## [Try it]
An exact copy of all entries is required.

══ Data for this task ══

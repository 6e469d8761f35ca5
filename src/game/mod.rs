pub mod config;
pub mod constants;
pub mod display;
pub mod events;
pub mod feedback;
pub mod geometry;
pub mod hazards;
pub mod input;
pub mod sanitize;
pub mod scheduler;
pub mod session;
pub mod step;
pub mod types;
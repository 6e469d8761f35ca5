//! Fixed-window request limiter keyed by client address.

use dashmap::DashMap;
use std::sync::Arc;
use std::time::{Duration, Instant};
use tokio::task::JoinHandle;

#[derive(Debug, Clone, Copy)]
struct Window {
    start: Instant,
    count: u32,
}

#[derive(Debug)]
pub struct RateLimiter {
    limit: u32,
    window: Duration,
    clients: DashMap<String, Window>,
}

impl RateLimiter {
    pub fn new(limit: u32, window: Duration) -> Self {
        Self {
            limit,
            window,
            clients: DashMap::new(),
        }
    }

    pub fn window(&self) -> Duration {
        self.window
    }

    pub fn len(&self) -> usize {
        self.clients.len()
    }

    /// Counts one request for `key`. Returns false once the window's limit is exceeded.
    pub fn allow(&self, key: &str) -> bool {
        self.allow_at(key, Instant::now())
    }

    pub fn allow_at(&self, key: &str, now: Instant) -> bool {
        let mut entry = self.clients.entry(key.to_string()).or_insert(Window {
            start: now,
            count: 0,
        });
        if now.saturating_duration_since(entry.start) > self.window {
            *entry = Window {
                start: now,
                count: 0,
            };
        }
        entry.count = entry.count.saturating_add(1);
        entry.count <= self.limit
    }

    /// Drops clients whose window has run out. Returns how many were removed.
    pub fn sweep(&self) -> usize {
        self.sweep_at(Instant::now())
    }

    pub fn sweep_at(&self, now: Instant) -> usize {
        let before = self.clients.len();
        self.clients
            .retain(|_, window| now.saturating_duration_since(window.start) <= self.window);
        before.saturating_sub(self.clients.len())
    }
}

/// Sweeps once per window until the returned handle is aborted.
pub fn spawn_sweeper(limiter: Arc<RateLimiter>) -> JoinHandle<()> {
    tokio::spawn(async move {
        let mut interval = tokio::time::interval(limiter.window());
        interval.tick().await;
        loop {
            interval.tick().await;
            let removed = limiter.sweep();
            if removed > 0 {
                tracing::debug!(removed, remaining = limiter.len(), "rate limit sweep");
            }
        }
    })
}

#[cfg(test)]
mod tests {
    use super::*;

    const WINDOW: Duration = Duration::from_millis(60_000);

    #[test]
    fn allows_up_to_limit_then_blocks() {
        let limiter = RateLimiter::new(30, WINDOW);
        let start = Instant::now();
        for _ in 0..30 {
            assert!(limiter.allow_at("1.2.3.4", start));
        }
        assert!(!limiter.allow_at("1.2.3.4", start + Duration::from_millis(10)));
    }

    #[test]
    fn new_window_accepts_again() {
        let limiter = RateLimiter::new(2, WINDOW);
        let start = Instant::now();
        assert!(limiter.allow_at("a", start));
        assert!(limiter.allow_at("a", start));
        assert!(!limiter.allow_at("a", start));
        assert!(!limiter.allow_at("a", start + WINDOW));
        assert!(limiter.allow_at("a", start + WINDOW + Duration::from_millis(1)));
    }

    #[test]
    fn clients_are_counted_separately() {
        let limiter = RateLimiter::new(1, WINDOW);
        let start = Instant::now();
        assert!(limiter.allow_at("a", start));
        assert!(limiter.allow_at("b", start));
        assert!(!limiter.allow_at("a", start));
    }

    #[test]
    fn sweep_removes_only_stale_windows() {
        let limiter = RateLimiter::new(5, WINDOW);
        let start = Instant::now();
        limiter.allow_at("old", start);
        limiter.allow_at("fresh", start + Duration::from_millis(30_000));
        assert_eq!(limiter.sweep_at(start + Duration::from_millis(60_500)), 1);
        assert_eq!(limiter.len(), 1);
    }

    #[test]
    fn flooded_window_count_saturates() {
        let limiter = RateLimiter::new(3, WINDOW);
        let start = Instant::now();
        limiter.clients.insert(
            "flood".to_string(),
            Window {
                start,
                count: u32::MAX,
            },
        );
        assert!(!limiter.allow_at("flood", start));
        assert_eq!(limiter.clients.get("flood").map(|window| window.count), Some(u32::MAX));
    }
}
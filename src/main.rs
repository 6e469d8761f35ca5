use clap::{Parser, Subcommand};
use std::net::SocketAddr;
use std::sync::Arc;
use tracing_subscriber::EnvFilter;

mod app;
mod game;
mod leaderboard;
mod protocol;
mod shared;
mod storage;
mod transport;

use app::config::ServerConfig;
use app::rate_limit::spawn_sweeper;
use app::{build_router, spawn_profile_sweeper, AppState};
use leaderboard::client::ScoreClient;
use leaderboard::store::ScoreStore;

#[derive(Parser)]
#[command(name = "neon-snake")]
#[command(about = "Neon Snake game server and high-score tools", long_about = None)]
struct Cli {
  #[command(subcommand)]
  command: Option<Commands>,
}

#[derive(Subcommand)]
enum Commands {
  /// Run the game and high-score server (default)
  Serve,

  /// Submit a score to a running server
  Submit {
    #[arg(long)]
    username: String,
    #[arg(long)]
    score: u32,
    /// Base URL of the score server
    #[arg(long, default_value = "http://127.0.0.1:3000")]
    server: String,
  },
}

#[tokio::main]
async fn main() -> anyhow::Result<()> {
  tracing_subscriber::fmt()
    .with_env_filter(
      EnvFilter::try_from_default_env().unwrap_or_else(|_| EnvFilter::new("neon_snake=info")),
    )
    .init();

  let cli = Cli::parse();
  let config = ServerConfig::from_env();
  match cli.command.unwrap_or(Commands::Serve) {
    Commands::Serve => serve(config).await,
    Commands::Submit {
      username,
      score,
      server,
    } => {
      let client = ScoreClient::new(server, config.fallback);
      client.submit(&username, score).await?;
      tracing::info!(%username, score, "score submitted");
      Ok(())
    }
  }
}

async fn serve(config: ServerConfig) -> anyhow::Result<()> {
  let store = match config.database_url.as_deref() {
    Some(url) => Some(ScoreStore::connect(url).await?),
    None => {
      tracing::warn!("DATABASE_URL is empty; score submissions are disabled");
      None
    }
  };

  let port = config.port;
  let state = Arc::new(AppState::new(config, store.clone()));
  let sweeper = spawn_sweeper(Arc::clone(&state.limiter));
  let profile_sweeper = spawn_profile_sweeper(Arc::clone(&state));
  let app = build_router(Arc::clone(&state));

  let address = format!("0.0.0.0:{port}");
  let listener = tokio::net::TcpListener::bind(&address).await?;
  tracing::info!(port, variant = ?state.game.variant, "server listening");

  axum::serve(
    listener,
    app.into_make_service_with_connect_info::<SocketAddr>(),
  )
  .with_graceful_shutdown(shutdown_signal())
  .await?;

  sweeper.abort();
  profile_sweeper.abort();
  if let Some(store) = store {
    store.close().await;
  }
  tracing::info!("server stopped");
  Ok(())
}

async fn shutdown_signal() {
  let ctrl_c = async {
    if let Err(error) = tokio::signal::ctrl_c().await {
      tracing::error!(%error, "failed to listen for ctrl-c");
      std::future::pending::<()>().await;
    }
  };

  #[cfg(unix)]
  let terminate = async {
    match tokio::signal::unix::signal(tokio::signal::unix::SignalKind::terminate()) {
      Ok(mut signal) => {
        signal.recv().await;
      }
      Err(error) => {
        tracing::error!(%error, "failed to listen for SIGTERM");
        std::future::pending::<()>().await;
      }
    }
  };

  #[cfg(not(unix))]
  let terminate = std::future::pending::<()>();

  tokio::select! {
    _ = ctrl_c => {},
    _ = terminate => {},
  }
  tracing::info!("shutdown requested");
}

═══

## [Answer space]
repository 6e469d8761f35ca5
filename src/game/mod.rs
pub mod config;
pub mod constants;
pub mod display;
pub mod events;
pub mod feedback;
pub mod geometry;
pub mod hazards;
pub mod input;
pub mod sanitize;
pub mod scheduler;
pub mod session;
pub mod step;
pub mod types;
repository 6e469d8761f35ca5
//! Fixed-window request limiter keyed by client address.

use dashmap::DashMap;
use std::sync::Arc;
use std::time::{Duration, Instant};
use tokio::task::JoinHandle;

#[derive(Debug, Clone, Copy)]
struct Window {
    start: Instant,
    count: u32,
}

#[derive(Debug)]
pub struct RateLimiter {
    limit: u32,
    window: Duration,
    clients: DashMap<String, Window>,
}

impl RateLimiter {
    pub fn new(limit: u32, window: Duration) -> Self {
        Self {
            limit,
            window,
            clients: DashMap::new(),
        }
    }

    pub fn window(&self) -> Duration {
        self.window
    }

    pub fn len(&self) -> usize {
        self.clients.len()
    }

    /// Counts one request for `key`. Returns false once the window's limit is exceeded.
    pub fn allow(&self, key: &str) -> bool {
        self.allow_at(key, Instant::now())
    }

    pub fn allow_at(&self, key: &str, now: Instant) -> bool {
        let mut entry = self.clients.entry(key.to_string()).or_insert(Window {
            start: now,
            count: 0,
        });
        if now.saturating_duration_since(entry.start) > self.window {
            *entry = Window {
                start: now,
                count: 0,
            };
        }
        entry.count = entry.count.saturating_add(1);
        entry.count <= self.limit
    }

    /// Drops clients whose window has run out. Returns how many were removed.
    pub fn sweep(&self) -> usize {
        self.sweep_at(Instant::now())
    }

    pub fn sweep_at(&self, now: Instant) -> usize {
        let before = self.clients.len();
        self.clients
            .retain(|_, window| now.saturating_duration_since(window.start) <= self.window);
        before.saturating_sub(self.clients.len())
    }
}

/// Sweeps once per window until the returned handle is aborted.
pub fn spawn_sweeper(limiter: Arc<RateLimiter>) -> JoinHandle<()> {
    tokio::spawn(async move {
        let mut interval = tokio::time::interval(limiter.window());
        interval.tick().await;
        loop {
            interval.tick().await;
            let removed = limiter.sweep();
            if removed > 0 {
                tracing::debug!(removed, remaining = limiter.len(), "rate limit sweep");
            }
        }
    })
}

#[cfg(test)]
mod tests {
    use super::*;

    const WINDOW: Duration = Duration::from_millis(60_000);

    #[test]
    fn allows_up_to_limit_then_blocks() {
        let limiter = RateLimiter::new(30, WINDOW);
        let start = Instant::now();
        for _ in 0..30 {
            assert!(limiter.allow_at("1.2.3.4", start));
        }
        assert!(!limiter.allow_at("1.2.3.4", start + Duration::from_millis(10)));
    }

    #[test]
    fn new_window_accepts_again() {
        let limiter = RateLimiter::new(2, WINDOW);
        let start = Instant::now();
        assert!(limiter.allow_at("a", start));
        assert!(limiter.allow_at("a", start));
        assert!(!limiter.allow_at("a", start));
        assert!(!limiter.allow_at("a", start + WINDOW));
        assert!(limiter.allow_at("a", start + WINDOW + Duration::from_millis(1)));
    }

    #[test]
    fn clients_are_counted_separately() {
        let limiter = RateLimiter::new(1, WINDOW);
        let start = Instant::now();
        assert!(limiter.allow_at("a", start));
        assert!(limiter.allow_at("b", start));
        assert!(!limiter.allow_at("a", start));
    }

    #[test]
    fn sweep_removes_only_stale_windows() {
        let limiter = RateLimiter::new(5, WINDOW);
        let start = Instant::now();
        limiter.allow_at("old", start);
        limiter.allow_at("fresh", start + Duration::from_millis(30_000));
        assert_eq!(limiter.sweep_at(start + Duration::from_millis(60_500)), 1);
        assert_eq!(limiter.len(), 1);
    }

    #[test]
    fn flooded_window_count_saturates() {
        let limiter = RateLimiter::new(3, WINDOW);
        let start = Instant::now();
        limiter.clients.insert(
            "flood".to_string(),
            Window {
                start,
                count: u32::MAX,
            },
        );
        assert!(!limiter.allow_at("flood", start));
        assert_eq!(limiter.clients.get("flood").map(|window| window.count), Some(u32::MAX));
    }
}
filename src/main.rs
repository 6e469d8761f35ca5
use clap::{Parser, Subcommand};
use std::net::SocketAddr;
use std::sync::Arc;
use tracing_subscriber::EnvFilter;

mod app;
mod game;
mod leaderboard;
mod protocol;
mod shared;
mod storage;
mod transport;

use app::config::ServerConfig;
use app::rate_limit::spawn_sweeper;
use app::{build_router, spawn_profile_sweeper, AppState};
use leaderboard::client::ScoreClient;
use leaderboard::store::ScoreStore;

#[derive(Parser)]
#[command(name = "neon-snake")]
#[command(about = "Neon Snake game server and high-score tools", long_about = None)]
struct Cli {
  #[command(subcommand)]
  command: Option<Commands>,
}

#[derive(Subcommand)]
enum Commands {
  /// Run the game and high-score server (default)
  Serve,

  /// Submit a score to a running server
  Submit {
    #[arg(long)]
    username: String,
    #[arg(long)]
    score: u32,
    /// Base URL of the score server
    #[arg(long, default_value = "http://127.0.0.1:3000")]
    server: String,
  },
}

#[tokio::main]
async fn main() -> anyhow::Result<()> {
  tracing_subscriber::fmt()
    .with_env_filter(
      EnvFilter::try_from_default_env().unwrap_or_else(|_| EnvFilter::new("neon_snake=info")),
    )
    .init();

  let cli = Cli::parse();
  let config = ServerConfig::from_env();
  match cli.command.unwrap_or(Commands::Serve) {
    Commands::Serve => serve(config).await,
    Commands::Submit {
      username,
      score,
      server,
    } => {
      let client = ScoreClient::new(server, config.fallback);
      client.submit(&username, score).await?;
      tracing::info!(%username, score, "score submitted");
      Ok(())
    }
  }
}

async fn serve(config: ServerConfig) -> anyhow::Result<()> {
  let store = match config.database_url.as_deref() {
    Some(url) => Some(ScoreStore::connect(url).await?),
    None => {
      tracing::warn!("DATABASE_URL is empty; score submissions are disabled");
      None
    }
  };

  let port = config.port;
  let state = Arc::new(AppState::new(config, store.clone()));
  let sweeper = spawn_sweeper(Arc::clone(&state.limiter));
  let profile_sweeper = spawn_profile_sweeper(Arc::clone(&state));
  let app = build_router(Arc::clone(&state));

  let address = format!("0.0.0.0:{port}");
  let listener = tokio::net::TcpListener::bind(&address).await?;
  tracing::info!(port, variant = ?state.game.variant, "server listening");

  axum::serve(
    listener,
    app.into_make_service_with_connect_info::<SocketAddr>(),
  )
  .with_graceful_shutdown(shutdown_signal())
  .await?;

  sweeper.abort();
  profile_sweeper.abort();
  if let Some(store) = store {
    store.close().await;
  }
  tracing::info!("server stopped");
  Ok(())
}

async fn shutdown_signal() {
  let ctrl_c = async {
    if let Err(error) = tokio::signal::ctrl_c().await {
      tracing::error!(%error, "failed to listen for ctrl-c");
      std::future::pending::<()>().await;
    }
  };

  #[cfg(unix)]
  let terminate = async {
    match tokio::signal::unix::signal(tokio::signal::unix::SignalKind::terminate()) {
      Ok(mut signal) => {
        signal.recv().await;
      }
      Err(error) => {
        tracing::error!(%error, "failed to listen for SIGTERM");
        std::future::pending::<()>().await;
      }
    }
  };

  #[cfg(not(unix))]
  let terminate = std::future::pending::<()>();

  tokio::select! {
    _ = ctrl_c => {},
    _ = terminate => {},
  }
  tracing::info!("shutdown requested");
}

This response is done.